Ramai Soal Binary Option, Pakar: Edukasi di Masyarakat Masih Minim

oleh -95 Dilihat
oleh
Ilustrasi trading binary option

SURABAYA, PETISI.CO – Baru-baru ini media sosial kembali dihebohkan dengan beberapa orang yang mengaku korban trading abal-abal di salah satu aplikasi binary option. Kehebohan tersebut menyeret dua nama orang tajir di Indonesia, yakni Doni Salmanan dan Indra Kesuma  lantaran program afiliator dari aplikasi bernama Binomo.

Kedua orang tersebut dinilai mengeruk kekayaan dari hasil trading seseorang yang mendaftarkan diri lewat link mereka.

Menanggapi hal tersebut, pengamat ekonomi dari UNAIR, Gigih Prihantono menyatakan hal ini terjadi karena masih kurang masifnya edukasi atau literasi masyarakat akan dunia perdagangan digital.

“Edukasi sepertinya belum berjalan dengan baik, sehingga ada banyak kasus serupa dengan ini seperti finansial bodong dan pinjol ilegal,” ungkap Gigih saat dihubungi via ponsel, Minggu (30/1/2022).

Gigih menjelaskan, tidak bisa dipungkiri bahwa di era digital ini semua ter-desentralisasi. Kontrol dari otoritas kebijakan sendiri menurutnya menjadi lebih lemah dibandingkan sebelum era digital.

“Dalam kasusnya dua orang ini (Indra Kesuma dan Doni Salmanan) bukan pemilik perusahaan yang bersangkutan. Mereka kan sebagai endorse, yang tentu saja hanya dibayar berdasarkan kontrak dan skenario yang diberikan,” ujarnya.

Ia mengatakan, dalam hal ini kedua orang tersebut tidak memiliki akses atau wewenang secara langsung dengan pihak perusahaan.

Menurutnya, fenomena digital yang sering terjadi saat ini seperti flexing (pamer kekayaan) sudah tidak jarang lagi. Hal tersebut akhirnya berdampak pada ‘insecure’ seseorang untuk mencari jalan pintas menggapai impian, salah satunya mengenai trading online.

“Nah trading binary option ini kan memang digerakkan oleh robot, yang melakukan probabilitas. Karena yang namanya probabilitas itu antara untung atau tidak untung. Nah sebenarnya kita bisa mereduksi kalau kita memahami dengan jelas apa yang akan kita trading-kan,” kata Gigih.

Ia menambahkan, terkait banyaknya orang-orang yang rugi di trading online tersebut, lantaran pihak endorse ataupun influencer yang mempromokan aplikasi tidak menjelaskan secara rinci soal resiko apa yang akan diterima oleh trader.

“Masih kurang dijelaskan saja resikonya.
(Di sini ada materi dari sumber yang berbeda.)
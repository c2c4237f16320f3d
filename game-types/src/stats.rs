use serde::{Deserialize, Serialize};
use ts_rs::TS;

/// How a finished session ended.
#[derive(Debug, Clone, Copy, PartialEq, Eq, Serialize, Deserialize, TS)]
#[ts(export)]
pub enum Outcome {
    Win,
    Lose,
}

/// Outcome of the most recent finished session, `None` before any
/// session has finished (or after a reset).
#[derive(Debug, Clone, Copy, PartialEq, Eq, Default, Serialize, Deserialize, TS)]
#[ts(export)]
pub enum LastResult {
    Win,
    Lose,
    #[default]
    None,
}

/// Per-player aggregate counters, updated once per finished session.
#[derive(Debug, Clone, Copy, PartialEq, Eq, Default, Serialize, Deserialize, TS)]
#[ts(export)]
pub struct Statistics {
    pub games_played: u32,
    pub wins: u32,
    pub current_streak: u32,
    pub last_result: LastResult,
    pub win_percent: u32,
}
Meskipun resiko itu bisa dicover dengan bahasa marketing, tapi itu yang menjadi masalah,” paparnya.

Kendati demikian, Gigih menyampaikan dalam dunia trading sudah pasti ada yang namanya loss. Karena itu, hal paling mendasar saat seseorang ingin melakukan perdagangan digital alangkah baiknya untuk mempelajari dahulu dan tidak mudah tergiur akan kemewahan dan kekayaan seseorang.

“Contoh seperti kita mau beli saham. Kita harus tahu dulu produknya dan naik turun sahamnya seperti apa. Baru kita bisa memutuskan untuk membeli saham yang mana,” pungkas Gigih. (dwd)

No More Posts Available.

No more pages to load.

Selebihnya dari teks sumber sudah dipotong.